## [What the exercise asks]
Please report every line in the entries that contains the string "exported".

## [Data to examine]

● ● ● ●

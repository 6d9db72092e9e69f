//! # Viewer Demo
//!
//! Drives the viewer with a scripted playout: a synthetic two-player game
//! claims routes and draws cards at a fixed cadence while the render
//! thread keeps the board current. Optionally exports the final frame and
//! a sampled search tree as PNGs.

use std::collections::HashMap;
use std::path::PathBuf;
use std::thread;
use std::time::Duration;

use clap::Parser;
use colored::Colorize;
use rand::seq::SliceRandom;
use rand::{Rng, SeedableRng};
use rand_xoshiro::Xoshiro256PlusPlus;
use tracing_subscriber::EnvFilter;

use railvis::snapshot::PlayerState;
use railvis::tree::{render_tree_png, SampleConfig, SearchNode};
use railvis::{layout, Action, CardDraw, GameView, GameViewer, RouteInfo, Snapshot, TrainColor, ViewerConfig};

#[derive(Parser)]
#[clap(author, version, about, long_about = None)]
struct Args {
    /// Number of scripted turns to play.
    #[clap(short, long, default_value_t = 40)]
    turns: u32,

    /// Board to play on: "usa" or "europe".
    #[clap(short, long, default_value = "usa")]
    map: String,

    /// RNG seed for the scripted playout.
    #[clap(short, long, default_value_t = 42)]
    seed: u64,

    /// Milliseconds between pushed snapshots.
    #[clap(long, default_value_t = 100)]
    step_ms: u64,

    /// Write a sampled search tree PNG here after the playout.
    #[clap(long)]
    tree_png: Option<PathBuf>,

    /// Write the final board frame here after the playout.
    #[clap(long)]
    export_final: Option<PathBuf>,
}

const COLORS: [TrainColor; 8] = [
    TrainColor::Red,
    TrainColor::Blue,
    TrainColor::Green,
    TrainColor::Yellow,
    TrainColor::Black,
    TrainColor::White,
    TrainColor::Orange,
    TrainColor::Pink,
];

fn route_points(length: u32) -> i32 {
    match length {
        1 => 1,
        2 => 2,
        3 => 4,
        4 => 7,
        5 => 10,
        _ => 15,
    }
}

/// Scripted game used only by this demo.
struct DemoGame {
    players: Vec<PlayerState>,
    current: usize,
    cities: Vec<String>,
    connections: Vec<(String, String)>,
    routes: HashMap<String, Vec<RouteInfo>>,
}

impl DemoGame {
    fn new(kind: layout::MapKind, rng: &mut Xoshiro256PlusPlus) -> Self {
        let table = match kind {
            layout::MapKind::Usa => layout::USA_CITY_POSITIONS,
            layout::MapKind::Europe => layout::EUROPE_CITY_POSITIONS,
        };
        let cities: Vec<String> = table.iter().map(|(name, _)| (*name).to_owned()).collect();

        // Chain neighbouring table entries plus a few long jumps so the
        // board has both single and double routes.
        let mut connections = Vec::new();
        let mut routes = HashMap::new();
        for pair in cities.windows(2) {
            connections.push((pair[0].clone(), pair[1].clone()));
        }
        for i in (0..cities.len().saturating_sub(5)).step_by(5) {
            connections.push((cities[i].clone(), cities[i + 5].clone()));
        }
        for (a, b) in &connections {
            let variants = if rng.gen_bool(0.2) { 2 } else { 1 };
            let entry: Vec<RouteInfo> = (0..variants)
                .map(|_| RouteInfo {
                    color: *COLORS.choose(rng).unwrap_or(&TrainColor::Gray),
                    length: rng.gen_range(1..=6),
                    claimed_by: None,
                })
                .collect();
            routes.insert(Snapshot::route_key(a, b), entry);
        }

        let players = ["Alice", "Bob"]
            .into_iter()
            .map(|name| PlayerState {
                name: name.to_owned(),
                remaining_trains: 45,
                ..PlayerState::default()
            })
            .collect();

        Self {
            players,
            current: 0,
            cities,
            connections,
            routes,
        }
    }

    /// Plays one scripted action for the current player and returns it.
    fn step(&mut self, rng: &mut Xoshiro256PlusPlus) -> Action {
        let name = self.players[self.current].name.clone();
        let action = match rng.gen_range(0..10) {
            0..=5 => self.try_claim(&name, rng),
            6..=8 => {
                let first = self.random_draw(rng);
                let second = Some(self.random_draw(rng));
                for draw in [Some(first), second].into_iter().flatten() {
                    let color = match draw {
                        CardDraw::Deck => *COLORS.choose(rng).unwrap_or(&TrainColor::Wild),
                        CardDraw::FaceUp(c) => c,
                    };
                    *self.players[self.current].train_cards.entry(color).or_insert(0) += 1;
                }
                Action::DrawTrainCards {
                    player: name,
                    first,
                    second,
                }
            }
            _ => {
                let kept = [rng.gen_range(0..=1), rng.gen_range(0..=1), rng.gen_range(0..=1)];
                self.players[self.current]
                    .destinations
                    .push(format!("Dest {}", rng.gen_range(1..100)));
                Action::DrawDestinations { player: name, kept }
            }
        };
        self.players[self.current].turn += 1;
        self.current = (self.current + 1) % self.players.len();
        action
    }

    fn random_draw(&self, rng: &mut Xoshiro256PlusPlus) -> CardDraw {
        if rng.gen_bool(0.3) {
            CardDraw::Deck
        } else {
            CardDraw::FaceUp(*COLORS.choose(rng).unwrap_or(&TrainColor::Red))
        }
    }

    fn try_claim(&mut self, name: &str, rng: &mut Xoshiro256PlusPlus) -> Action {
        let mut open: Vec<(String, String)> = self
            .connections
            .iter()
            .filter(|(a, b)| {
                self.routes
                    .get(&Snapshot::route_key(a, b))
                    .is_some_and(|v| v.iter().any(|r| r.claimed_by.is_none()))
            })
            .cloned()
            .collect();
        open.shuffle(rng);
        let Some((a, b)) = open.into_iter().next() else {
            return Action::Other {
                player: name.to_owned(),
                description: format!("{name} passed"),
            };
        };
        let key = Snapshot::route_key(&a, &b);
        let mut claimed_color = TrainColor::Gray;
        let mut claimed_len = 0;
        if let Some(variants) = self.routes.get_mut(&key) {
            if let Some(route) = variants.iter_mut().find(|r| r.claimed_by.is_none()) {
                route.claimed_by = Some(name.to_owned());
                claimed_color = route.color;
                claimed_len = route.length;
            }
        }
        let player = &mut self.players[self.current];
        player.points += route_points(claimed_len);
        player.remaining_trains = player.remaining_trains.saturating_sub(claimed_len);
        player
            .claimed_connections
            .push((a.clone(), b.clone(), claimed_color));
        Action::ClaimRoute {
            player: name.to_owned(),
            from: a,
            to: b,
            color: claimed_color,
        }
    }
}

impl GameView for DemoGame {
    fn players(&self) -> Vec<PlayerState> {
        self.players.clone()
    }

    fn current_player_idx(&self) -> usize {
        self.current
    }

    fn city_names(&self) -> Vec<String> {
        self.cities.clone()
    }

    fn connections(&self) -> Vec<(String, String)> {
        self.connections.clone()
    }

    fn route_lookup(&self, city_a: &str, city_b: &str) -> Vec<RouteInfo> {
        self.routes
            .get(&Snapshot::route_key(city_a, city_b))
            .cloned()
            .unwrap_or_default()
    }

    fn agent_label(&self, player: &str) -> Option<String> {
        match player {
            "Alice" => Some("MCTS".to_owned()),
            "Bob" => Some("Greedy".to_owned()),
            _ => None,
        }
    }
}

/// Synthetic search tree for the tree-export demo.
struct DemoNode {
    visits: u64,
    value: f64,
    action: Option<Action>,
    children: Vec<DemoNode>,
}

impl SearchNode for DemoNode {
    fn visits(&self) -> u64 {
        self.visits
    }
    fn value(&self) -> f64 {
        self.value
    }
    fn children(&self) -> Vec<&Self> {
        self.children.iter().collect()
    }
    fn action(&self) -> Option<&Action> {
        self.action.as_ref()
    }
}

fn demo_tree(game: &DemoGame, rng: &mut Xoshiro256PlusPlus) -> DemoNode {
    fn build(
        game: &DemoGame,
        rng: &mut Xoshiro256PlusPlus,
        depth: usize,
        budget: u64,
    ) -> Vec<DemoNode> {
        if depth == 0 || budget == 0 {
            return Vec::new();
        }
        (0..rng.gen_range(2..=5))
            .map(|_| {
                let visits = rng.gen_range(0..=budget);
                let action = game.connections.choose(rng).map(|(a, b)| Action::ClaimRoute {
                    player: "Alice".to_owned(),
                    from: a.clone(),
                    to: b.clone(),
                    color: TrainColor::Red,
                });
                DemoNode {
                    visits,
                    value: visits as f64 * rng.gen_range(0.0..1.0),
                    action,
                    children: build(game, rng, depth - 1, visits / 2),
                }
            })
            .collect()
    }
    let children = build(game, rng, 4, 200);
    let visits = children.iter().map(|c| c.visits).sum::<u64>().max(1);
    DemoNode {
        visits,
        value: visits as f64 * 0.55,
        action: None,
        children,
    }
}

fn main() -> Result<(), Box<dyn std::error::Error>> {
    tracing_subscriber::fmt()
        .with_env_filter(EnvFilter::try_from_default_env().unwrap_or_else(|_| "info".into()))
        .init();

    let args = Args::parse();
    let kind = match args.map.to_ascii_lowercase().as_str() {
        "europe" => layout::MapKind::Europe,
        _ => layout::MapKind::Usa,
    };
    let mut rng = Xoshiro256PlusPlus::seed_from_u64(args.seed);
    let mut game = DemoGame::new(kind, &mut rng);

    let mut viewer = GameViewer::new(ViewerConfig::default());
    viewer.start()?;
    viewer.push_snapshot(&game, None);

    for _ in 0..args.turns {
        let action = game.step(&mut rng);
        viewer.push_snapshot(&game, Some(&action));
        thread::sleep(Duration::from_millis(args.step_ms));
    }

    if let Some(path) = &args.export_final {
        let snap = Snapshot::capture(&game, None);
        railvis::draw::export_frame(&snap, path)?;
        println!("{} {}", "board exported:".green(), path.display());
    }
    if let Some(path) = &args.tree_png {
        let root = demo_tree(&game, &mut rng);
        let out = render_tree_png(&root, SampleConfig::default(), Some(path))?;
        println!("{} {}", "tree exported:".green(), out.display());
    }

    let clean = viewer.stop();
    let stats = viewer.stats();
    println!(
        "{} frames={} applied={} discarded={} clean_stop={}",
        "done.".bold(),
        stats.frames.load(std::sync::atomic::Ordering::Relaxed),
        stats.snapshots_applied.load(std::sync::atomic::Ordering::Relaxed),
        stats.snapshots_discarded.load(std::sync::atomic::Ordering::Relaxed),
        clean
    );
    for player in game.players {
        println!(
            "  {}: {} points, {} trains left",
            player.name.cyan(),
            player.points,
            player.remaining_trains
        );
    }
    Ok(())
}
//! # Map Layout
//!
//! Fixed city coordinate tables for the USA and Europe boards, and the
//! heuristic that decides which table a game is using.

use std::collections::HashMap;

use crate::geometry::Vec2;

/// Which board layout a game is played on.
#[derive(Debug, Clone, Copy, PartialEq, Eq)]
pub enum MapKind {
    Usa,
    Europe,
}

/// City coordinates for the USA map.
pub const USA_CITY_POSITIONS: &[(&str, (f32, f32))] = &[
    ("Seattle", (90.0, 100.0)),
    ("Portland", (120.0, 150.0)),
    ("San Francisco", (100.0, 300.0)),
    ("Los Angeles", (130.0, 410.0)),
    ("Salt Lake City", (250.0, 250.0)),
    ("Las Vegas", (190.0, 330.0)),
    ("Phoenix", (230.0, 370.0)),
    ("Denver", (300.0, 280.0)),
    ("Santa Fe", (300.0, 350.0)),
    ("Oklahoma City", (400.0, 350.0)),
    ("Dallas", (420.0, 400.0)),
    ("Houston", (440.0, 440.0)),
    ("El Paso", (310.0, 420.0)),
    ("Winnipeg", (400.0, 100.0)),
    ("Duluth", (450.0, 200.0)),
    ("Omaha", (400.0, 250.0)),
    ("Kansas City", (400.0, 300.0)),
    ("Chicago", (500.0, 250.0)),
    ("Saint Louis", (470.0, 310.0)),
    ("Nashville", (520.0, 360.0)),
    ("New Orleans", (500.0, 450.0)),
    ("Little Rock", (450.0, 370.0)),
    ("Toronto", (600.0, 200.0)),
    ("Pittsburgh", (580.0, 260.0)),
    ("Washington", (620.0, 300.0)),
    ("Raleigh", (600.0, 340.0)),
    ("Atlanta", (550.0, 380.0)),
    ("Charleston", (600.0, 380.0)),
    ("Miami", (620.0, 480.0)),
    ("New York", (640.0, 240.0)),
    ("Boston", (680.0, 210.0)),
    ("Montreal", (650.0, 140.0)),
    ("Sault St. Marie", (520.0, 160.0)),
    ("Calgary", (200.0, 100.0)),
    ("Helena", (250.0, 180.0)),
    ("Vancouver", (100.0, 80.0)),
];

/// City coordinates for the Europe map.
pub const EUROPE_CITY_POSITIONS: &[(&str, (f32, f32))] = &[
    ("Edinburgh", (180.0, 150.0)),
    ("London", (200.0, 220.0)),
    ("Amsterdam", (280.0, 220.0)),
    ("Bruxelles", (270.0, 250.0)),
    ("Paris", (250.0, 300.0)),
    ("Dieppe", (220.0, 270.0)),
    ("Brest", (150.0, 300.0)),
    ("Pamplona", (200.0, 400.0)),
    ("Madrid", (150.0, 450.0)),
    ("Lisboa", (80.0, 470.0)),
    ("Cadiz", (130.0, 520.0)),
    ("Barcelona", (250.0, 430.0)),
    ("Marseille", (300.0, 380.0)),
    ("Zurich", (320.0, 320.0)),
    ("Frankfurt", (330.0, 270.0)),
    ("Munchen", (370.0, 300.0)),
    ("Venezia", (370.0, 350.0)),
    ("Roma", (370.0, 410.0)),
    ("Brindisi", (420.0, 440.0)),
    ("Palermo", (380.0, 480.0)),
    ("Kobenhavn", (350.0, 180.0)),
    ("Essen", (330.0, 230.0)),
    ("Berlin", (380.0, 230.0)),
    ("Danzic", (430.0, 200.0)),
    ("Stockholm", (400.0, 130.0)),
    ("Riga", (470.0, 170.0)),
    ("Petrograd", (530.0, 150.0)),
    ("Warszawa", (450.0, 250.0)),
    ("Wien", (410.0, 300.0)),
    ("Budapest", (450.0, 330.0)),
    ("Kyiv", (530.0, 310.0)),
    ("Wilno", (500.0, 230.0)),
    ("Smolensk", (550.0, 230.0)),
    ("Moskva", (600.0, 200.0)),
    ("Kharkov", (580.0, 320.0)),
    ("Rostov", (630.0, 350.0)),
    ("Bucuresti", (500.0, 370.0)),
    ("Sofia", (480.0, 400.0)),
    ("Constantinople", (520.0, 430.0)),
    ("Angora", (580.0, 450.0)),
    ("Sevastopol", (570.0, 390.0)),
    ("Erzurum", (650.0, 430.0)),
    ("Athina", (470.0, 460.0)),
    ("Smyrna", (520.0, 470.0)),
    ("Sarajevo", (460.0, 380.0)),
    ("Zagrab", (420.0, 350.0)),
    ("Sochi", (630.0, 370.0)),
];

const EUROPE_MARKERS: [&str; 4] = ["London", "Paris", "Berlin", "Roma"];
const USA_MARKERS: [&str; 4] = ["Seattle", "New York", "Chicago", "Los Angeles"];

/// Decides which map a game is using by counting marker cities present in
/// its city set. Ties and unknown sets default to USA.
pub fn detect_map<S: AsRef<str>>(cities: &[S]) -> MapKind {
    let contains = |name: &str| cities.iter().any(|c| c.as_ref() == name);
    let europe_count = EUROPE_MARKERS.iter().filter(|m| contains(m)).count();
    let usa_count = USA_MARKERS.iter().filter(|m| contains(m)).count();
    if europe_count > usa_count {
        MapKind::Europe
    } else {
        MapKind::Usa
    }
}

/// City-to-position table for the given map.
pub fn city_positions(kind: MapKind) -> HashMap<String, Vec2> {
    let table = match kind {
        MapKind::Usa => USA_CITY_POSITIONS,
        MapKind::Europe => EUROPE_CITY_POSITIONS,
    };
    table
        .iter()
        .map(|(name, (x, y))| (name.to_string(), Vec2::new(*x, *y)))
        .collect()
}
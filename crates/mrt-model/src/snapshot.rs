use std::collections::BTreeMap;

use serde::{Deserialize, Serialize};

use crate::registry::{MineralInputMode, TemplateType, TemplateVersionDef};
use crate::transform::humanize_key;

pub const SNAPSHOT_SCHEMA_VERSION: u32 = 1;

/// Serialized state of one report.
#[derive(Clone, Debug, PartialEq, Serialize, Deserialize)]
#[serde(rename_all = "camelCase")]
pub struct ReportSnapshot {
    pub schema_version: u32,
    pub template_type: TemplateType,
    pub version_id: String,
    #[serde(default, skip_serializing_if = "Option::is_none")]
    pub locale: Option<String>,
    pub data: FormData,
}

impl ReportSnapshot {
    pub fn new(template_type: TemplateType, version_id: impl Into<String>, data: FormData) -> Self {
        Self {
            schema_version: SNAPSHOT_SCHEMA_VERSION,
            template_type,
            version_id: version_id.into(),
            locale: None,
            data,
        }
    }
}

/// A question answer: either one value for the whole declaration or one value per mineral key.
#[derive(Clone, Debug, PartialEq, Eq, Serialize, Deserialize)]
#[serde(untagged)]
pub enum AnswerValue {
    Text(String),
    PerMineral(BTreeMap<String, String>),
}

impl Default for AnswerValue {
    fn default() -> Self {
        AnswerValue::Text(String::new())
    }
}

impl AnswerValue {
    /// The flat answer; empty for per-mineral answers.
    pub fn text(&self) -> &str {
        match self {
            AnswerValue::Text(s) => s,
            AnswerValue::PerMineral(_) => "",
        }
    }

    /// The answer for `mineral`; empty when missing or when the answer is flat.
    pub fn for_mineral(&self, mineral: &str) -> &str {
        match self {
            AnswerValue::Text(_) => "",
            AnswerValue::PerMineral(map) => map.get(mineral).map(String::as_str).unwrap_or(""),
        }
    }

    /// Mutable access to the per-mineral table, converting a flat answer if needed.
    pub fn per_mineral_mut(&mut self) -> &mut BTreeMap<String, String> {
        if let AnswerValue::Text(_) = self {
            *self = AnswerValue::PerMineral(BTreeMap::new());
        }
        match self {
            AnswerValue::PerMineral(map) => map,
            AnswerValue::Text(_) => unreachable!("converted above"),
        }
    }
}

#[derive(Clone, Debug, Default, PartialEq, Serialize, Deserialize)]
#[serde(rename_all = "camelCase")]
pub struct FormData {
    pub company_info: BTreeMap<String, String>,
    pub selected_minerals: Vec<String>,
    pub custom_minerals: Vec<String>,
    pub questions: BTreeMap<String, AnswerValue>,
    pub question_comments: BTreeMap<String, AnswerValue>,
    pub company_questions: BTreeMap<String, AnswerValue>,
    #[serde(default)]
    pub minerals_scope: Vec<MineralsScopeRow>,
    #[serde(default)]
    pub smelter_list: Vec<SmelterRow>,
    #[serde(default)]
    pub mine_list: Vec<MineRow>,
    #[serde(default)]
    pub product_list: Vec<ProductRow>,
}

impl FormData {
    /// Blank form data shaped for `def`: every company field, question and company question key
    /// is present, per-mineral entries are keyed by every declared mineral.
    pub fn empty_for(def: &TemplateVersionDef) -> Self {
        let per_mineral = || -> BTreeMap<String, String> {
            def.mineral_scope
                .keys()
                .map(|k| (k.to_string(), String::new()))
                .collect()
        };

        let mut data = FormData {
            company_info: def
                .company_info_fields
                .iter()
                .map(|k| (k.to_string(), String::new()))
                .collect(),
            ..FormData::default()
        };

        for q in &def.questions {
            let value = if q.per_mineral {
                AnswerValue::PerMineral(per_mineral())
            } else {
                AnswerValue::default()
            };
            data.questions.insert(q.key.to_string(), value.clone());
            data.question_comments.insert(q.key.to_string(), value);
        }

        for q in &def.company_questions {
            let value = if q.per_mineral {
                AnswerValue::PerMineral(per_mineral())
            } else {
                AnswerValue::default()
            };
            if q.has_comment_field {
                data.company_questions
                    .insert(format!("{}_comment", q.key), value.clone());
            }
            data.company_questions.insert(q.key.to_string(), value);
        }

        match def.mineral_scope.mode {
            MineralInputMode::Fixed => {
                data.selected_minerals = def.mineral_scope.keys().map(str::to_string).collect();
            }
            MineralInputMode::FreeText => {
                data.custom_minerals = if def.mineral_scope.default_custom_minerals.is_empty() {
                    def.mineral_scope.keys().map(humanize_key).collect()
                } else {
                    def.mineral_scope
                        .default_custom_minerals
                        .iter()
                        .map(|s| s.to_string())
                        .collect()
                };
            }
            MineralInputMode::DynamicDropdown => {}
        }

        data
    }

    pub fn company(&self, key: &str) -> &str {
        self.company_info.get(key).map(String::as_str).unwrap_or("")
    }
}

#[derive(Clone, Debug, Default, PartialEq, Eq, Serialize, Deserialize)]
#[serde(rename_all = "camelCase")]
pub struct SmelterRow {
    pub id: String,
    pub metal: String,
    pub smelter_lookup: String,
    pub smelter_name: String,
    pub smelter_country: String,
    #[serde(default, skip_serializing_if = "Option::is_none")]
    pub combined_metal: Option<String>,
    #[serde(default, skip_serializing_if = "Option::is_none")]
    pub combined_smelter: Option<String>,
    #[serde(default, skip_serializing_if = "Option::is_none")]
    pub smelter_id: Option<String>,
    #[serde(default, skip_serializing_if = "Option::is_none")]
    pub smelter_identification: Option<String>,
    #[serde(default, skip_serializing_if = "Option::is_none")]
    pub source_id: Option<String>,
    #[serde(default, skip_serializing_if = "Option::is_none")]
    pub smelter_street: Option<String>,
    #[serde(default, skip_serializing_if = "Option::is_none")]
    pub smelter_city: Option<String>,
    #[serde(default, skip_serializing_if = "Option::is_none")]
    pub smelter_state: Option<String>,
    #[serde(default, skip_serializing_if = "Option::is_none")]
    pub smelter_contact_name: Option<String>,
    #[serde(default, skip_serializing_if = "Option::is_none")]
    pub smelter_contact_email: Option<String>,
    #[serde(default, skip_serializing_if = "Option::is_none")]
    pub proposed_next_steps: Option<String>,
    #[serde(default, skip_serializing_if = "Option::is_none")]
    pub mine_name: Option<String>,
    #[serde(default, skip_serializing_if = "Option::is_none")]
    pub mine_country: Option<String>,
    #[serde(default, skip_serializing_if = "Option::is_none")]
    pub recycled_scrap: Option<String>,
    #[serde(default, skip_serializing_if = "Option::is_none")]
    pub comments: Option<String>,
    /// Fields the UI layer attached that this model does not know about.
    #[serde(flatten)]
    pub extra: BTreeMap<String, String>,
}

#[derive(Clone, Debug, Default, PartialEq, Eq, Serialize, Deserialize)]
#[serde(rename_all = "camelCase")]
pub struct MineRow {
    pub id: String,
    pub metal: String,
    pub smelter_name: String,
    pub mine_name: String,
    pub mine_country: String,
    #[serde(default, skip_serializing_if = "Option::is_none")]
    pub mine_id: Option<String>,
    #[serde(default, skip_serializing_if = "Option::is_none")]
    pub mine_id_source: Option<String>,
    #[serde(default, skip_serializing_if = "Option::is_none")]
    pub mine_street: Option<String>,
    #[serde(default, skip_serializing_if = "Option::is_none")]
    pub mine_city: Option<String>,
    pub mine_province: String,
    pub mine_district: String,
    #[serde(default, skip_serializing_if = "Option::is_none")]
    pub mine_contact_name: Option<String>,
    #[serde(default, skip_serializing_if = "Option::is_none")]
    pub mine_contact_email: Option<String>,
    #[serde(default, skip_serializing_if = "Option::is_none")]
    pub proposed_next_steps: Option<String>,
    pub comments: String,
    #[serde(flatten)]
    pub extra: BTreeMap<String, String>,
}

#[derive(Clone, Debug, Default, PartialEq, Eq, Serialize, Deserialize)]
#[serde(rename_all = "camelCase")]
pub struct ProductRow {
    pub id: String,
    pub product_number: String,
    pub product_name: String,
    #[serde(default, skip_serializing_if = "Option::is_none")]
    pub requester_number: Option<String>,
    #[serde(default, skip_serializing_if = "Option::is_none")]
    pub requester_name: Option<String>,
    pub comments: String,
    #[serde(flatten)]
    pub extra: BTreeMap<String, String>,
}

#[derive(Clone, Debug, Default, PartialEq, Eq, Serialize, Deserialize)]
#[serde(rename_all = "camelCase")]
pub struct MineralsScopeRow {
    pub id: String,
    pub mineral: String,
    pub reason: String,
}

● ● ● ●

## [Exercise answer]
        println!("{} {}", "board exported:".green(), path.display());
        println!("{} {}", "tree exported:".green(), out.display());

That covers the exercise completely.